Wish you could vote more than once since I belong to 3 lodges and they are all different from each other.


----------



## jwhoff (Dec 19, 2010)

We're growing.  We have good brotherhood and are known as a very friendly lodge to visit.  We are now going to teach more masonry.  Our new members are demanding it.  I'm damn glad they are!  Lazy masonry is not acceptable.


----------



## Frater Cliff Porter (Dec 19, 2010)

I love my lodge, but if we don't strive to improve as a lodge, then we are not setting the example as a collective.  We can tell men to constantly improve and not improve the lodge.


----------



## tom268 (Dec 21, 2010)

I guess no lodge is "as good as it gets", although I voted this way.
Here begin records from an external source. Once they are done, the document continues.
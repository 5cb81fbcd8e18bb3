//! Strict validation of decoded board records.

use serde_json::{Map, Value};
use sudowave_core::{Digit, DigitGrid, Position};
use sudowave_generator::{BoardKind, Difficulty};

use crate::ValidationReport;

/// A record that passed every check and can be turned into a board.
#[derive(Debug)]
pub(crate) struct ValidRecord {
    pub(crate) id: String,
    pub(crate) kind: BoardKind,
    pub(crate) difficulty: Difficulty,
    pub(crate) grid: DigitGrid,
}

/// The four typed fields extracted once the type stage has passed.
struct TypedFields<'a> {
    id: &'a str,
    kind_code: i64,
    difficulty_code: i64,
    rows: &'a [Value],
}

fn json_type_name(value: &Value) -> &'static str {
    match value {
        Value::Null => "null",
        Value::Bool(_) => "boolean",
        Value::Number(_) => "number",
        Value::String(_) => "string",
        Value::Array(_) => "array",
        Value::Object(_) => "object",
    }
}

/// Runs the staged checks over a decoded record: container shape and field
/// count, key presence, per-field types, then per-field value domains, and
/// finally the ungenerated-board rejection. Each stage collects all of its
/// violations before failing.
pub(crate) fn validate(value: &Value) -> Result<ValidRecord, ValidationReport> {
    let object = check_shape(value)?;
    check_keys(object)?;
    let typed = check_types(object)?;
    check_domains(&typed)
}

fn check_shape(value: &Value) -> Result<&Map<String, Value>, ValidationReport> {
    let Some(object) = value.as_object() else {
        return Err(ValidationReport::new(vec![format!(
            "record must be a JSON object, got {}",
            json_type_name(value)
        )]));
    };
    if object.len() != 4 {
        return Err(ValidationReport::new(vec![format!(
            "record has {} fields, expected 4",
            object.len()
        )]));
    }
    Ok(object)
}

fn check_keys(object: &Map<String, Value>) -> Result<(), ValidationReport> {
    let violations: Vec<String> = ["id", "type", "difficulty", "board"]
        .iter()
        .filter(|key| !object.contains_key(**key))
        .map(|key| format!("record is missing key `{key}`"))
        .collect();
    if violations.is_empty() {
        Ok(())
    } else {
        Err(ValidationReport::new(violations))
    }
}

fn check_types(object: &Map<String, Value>) -> Result<TypedFields<'_>, ValidationReport> {
    let mut violations = Vec::new();

    let id = object["id"].as_str();
    if id.is_none() {
        violations.push(format!(
            "`id` must be a string, got {}",
            json_type_name(&object["id"])
        ));
    }
    let kind_code = object["type"].as_i64();
    if kind_code.is_none() {
        violations.push(format!(
            "`type` must be an integer, got {}",
            json_type_name(&object["type"])
        ));
    }
    let difficulty_code = object["difficulty"].as_i64();
    if difficulty_code.is_none() {
        violations.push(format!(
            "`difficulty` must be an integer, got {}",
            json_type_name(&object["difficulty"])
        ));
    }
    let rows = object["board"].as_array();
    if let Some(rows) = rows {
        for (r, row) in rows.iter().enumerate() {
            if let Some(cells) = row.as_array() {
                for (c, cell) in cells.iter().enumerate() {
                    if !cell.is_string() {
                        violations.push(format!(
                            "`board`[{r}][{c}] must be a string, got {}",
                            json_type_name(cell)
                        ));
                    }
                }
            } else {
                violations.push(format!(
                    "`board`[{r}] must be an array, got {}",
                    json_type_name(row)
                ));
            }
        }
    } else {
        violations.push(format!(
            "`board` must be an array, got {}",
            json_type_name(&object["board"])
        ));
    }

    match (id, kind_code, difficulty_code, rows) {
        (Some(id), Some(kind_code), Some(difficulty_code), Some(rows))
            if violations.is_empty() =>
        {
            Ok(TypedFields {
                id,
                kind_code,
                difficulty_code,
                rows,
            })
        }
        _ => Err(ValidationReport::new(violations)),
    }
}

fn check_domains(typed: &TypedFields<'_>) -> Result<ValidRecord, ValidationReport> {
    let mut violations = Vec::new();

    if typed.id.is_empty() || !typed.id.chars().all(|c| c.is_ascii_digit()) {
        violations.push(format!(
            "`id` must be a decimal-digit string, got `{}`",
            typed.id
        ));
    }

    // 0 passes here; it is rejected as ungenerated at the end.
    let kind = match typed.kind_code {
        0 => None,
        1 => Some(BoardKind::Full),
        2 => Some(BoardKind::Game),
        other => {
            violations.push(format!("`type` must be 1 or 2, got {other}"));
            None
        }
    };

    let difficulty = match u8::try_from(typed.difficulty_code)
        .ok()
        .and_then(Difficulty::from_code)
    {
        Some(difficulty) => Some(difficulty),
        None => {
            violations.push(format!(
                "`difficulty` must be between 0 and 3, got {}",
                typed.difficulty_code
            ));
            None
        }
    };

    let mut grid = DigitGrid::new();
    if typed.rows.len() == 9 {
        for (r, row) in typed.rows.iter().enumerate() {
            // Entry types were checked in the previous stage.
            let cells: Vec<&str> = row
                .as_array()
                .into_iter()
                .flatten()
                .filter_map(Value::as_str)
                .collect();
            if cells.len() == 9 {
                for (c, cell) in cells.iter().enumerate() {
                    let mut chars = cell.chars();
                    match (chars.next(), chars.next()) {
                        (Some(ch), None) if ch == DigitGrid::BLANK => {}
                        (Some(ch), None) if Digit::from_char(ch).is_some() => {
                            // r and c are both < 9 here; the dimension checks
                            // above and around gate this branch.
                            #[expect(clippy::cast_possible_truncation)]
                            let pos = Position::new(r as u8, c as u8);
                            grid[pos] = Digit::from_char(ch);
                        }
                        _ => violations.push(format!(
                            "`board`[{r}][{c}] must be a digit `1`-`9` or a space, got `{cell}`"
                        )),
                    }
                }
            } else {
                violations.push(format!(
                    "`board`[{r}] must have 9 cells, got {}",
                    cells.len()
                ));
            }
        }
    } else {
        violations.push(format!(
            "`board` must have 9 rows, got {}",
            typed.rows.len()
        ));
    }

    if typed.kind_code == 0 {
        violations.push("the record holds an ungenerated board (type 0)".to_owned());
    }

    match (kind, difficulty) {
        (Some(kind), Some(difficulty)) if violations.is_empty() => Ok(ValidRecord {
            id: typed.id.to_owned(),
            kind,
            difficulty,
            grid,
        }),
        _ => Err(ValidationReport::new(violations)),
    }
}

#[cfg(test)]
mod tests {
    use super::*;

    fn validate_str(data: &str) -> Result<ValidRecord, ValidationReport> {
        validate(&serde_json::from_str(data).unwrap())
    }

    fn blank_board_json() -> String {
        let row = r#"[" "," "," "," "," "," "," "," "," "]"#;
        let rows: Vec<&str> = (0..9).map(|_| row).collect();
        format!("[{}]", rows.join(","))
    }

    #[test]
    fn test_accepts_minimal_game_record() {
        let data = format!(
            r#"{{"id":"12","type":2,"difficulty":3,"board":{}}}"#,
            blank_board_json()
        );
        let record = validate_str(&data).unwrap();
        assert_eq!(record.id, "12");
        assert_eq!(record.kind, BoardKind::Game);
        assert_eq!(record.difficulty, Difficulty::Hard);
        assert_eq!(record.grid.filled_count(), 0);
    }

    #[test]
    fn test_rejects_non_object() {
        let report = validate_str("[1,2,3]").unwrap_err();
        assert_eq!(
            report.violations(),
            ["record must be a JSON object, got array"]
        );
    }

    #[test]
    fn test_rejects_wrong_field_count() {
        let data = format!(
            r#"{{"id":"0","type":1,"difficulty":0,"board":{},"extra":true}}"#,
            blank_board_json()
        );
        let report = validate_str(&data).unwrap_err();
        assert_eq!(report.violations(), ["record has 5 fields, expected 4"]);
    }

    #[test]
    fn test_rejects_missing_keys() {
        let data = format!(
            r#"{{"ident":"0","type":1,"difficulty":0,"board":{}}}"#,
            blank_board_json()
        );
        let report = validate_str(&data).unwrap_err();
        assert_eq!(report.violations(), ["record is missing key `id`"]);
    }

    #[test]
    fn test_collects_all_type_violations() {
        let data = r#"{"id":7,"type":"full","difficulty":null,"board":{}}"#;
        let report = validate_str(data).unwrap_err();
        assert_eq!(
            report.violations(),
            [
                "`id` must be a string, got number",
                "`type` must be an integer, got string",
                "`difficulty` must be an integer, got null",
                "`board` must be an array, got object",
            ]
        );
    }

    #[test]
    fn test_rejects_non_string_board_entry() {
        let mut rows: Vec<String> = (0..9)
            .map(|_| r#"[" "," "," "," "," "," "," "," "," "]"#.to_owned())
            .collect();
        rows[4] = r#"[" "," "," "," ",5," "," "," "," "]"#.to_owned();
        let data = format!(
            r#"{{"id":"0","type":1,"difficulty":0,"board":[{}]}}"#,
            rows.join(",")
        );
        let report = validate_str(&data).unwrap_err();
        assert_eq!(
            report.violations(),
            ["`board`[4][4] must be a string, got number"]
        );
    }

    #[test]
    fn test_collects_all_domain_violations() {
        let data = format!(
            r#"{{"id":"abc","type":7,"difficulty":9,"board":{}}}"#,
            blank_board_json()
        );
        let report = validate_str(&data).unwrap_err();
        assert_eq!(
            report.violations(),
            [
                "`id` must be a decimal-digit string, got `abc`",
                "`type` must be 1 or 2, got 7",
                "`difficulty` must be between 0 and 3, got 9",
            ]
        );
    }

    #[test]
    fn test_rejects_bad_dimensions() {
        let row = r#"[" "," "," "," "," "," "," "," "," "]"#;
        let eight_rows: Vec<&str> = (0..8).map(|_| row).collect();
        let data = format!(
            r#"{{"id":"0","type":1,"difficulty":0,"board":[{}]}}"#,
            eight_rows.join(",")
        );
        let report = validate_str(&data).unwrap_err();
        assert_eq!(report.violations(), ["`board` must have 9 rows, got 8"]);

        let mut rows: Vec<String> = (0..9).map(|_| row.to_owned()).collect();
        rows[2] = r#"[" "," "," "," "," "," "," "," "," "," "]"#.to_owned();
        let data = format!(
            r#"{{"id":"0","type":1,"difficulty":0,"board":[{}]}}"#,
            rows.join(",")
        );
        let report = validate_str(&data).unwrap_err();
        assert_eq!(report.violations(), ["`board`[2] must have 9 cells, got 10"]);
    }

    #[test]
    fn test_rejects_out_of_range_character() {
        let mut rows: Vec<String> = (0..9)
            .map(|_| r#"[" "," "," "," "," "," "," "," "," "]"#.to_owned())
            .collect();
        rows[4] = r#"[" "," "," "," ","x"," "," "," "," "]"#.to_owned();
        let data = format!(
            r#"{{"id":"0","type":1,"difficulty":0,"board":[{}]}}"#,
            rows.join(",")
        );
        let report = validate_str(&data).unwrap_err();
        assert_eq!(
            report.violations(),
            ["`board`[4][4] must be a digit `1`-`9` or a space, got `x`"]
        );
    }

    #[test]
    fn test_rejects_ungenerated_record_last() {
        let data = format!(
            r#"{{"id":"0","type":0,"difficulty":0,"board":{}}}"#,
            blank_board_json()
        );
        let report = validate_str(&data).unwrap_err();
        assert_eq!(
            report.violations(),
            ["the record holds an ungenerated board (type 0)"]
        );
    }
}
But in my feeling, making improvements or changes is just a way to keep the level.


----------



## Bro.BruceBenjamin (Dec 23, 2010)

Always room for improvement in lodge.


----------



## Beathard (Feb 22, 2011)

The only thing I think my lodges need are both interior and exterior makeovers. 30 year old carpet is nasty.


----------



## Warrior1256 (Oct 28, 2014)

I love my lodge but there is always room for improvement, such as ways in which to make the meetings more interesting.


----------



## jjjjjggggg (Oct 28, 2014)

I'd give my lodge a solid A, though I believe you get out of the experience what you put into it.  I think this year has been especially productive.


----------



## KSigMason (Oct 28, 2014)

I'd give my Lodge a B+/A-. We are one of the most active ones in my State, but there's some room for improvement.


----------